There Is No Loyalty In the NFL

Yesterday the Oakland Raiders released defensive end Stryker Sulak, a player they drafted in the sixth-round of the 2009 NFL Draft. While not unusual to release a sixth-round draft choice, what is unusual is that the Raiders released him before they even signed him to a contract. Now that is something even I have never seen before in all my years in the front office of the NFL.

It is not uncommon for an NFL club to release a sixth-round draft choice upon final roster cuts at the end of training camp. These players are usually re-signed back to the eight-man practice squad a couple of days later. However, releasing a player that was drafted before he is signed is quite perplexing. When an organization drafts a player and then subsequently releases him before the final cuts, there is usually not enough room on the active 53-man roster for him at that time. This should not show as a direct inclination that the scouting/personnel department did not do its homework on a particular player and the player is no good. There are many other reasons the player will not help the club at that moment that are completely warranted and justified. But there is no excuse or lack of blame on the scouting/personnel and coaching departments for misevaluating a drafted player and releasing him before mini-camp.

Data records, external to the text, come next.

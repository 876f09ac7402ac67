//! Async file-based config source.
//!
//! [`FileSource`] reads the config file through Tokio and hands the
//! content to [`parse_config_str`] using the file extension to pick the
//! format.

use std::path::{Path, PathBuf};

use super::parse_config_str;
use crate::config::model::Config;
use crate::error::GrafanaProxyError;

#[derive(Debug, Clone)]
pub struct FileSource {
    path: PathBuf,
}

impl FileSource {
    #[must_use]
    pub fn new(path: PathBuf) -> Self {
        Self { path }
    }

    #[must_use]
    pub fn path(&self) -> &Path {
        &self.path
    }

    fn extension(&self) -> &str {
        self.path
            .extension()
            .and_then(|e| e.to_str())
            .unwrap_or("")
    }

    async fn read_content(&self) -> Result<String, GrafanaProxyError> {
        tokio::fs::read_to_string(&self.path).await.map_err(|e| {
            if e.kind() == std::io::ErrorKind::NotFound {
                GrafanaProxyError::ConfigFileNotFound {
                    path: self.path.clone(),
                }
            } else {
                GrafanaProxyError::Io(e)
            }
        })
    }

    pub async fn load(&self) -> Result<Config, GrafanaProxyError> {
        let content = self.read_content().await?;
        parse_config_str(self.extension(), &content, &self.path.display().to_string())
    }
}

The only reason it would make any conceptual sense of releasing a drafted player before training camp would be that the player was involved in some off-field situation that has been handled internally by the Oakland Raiders and thus wanted to go ahead and get rid of a potential growing problem. I can only hope that was the case, and not the former, but this is the Oakland Raiders and there is no telling what the great AL Davis is doing behind closed doors.

This goes to show how the N.F.L. acronym (Not For Long) makes a lot of sense when jesting about the National Football League. I only hope that Sulak did not have numerous lines of credit, cars, and had already signed the lease on his apartment, because his days in Oakland may never come for him as a player. There is a slim chance he could be asked to re-sign with the Raiders in the future, but that is not likely. 

“Putting the cart before the horse” is a common mistake drafted players make, because they think they have already made the team, and this here is an all-too-common example of how there is no loyalty in the NFL.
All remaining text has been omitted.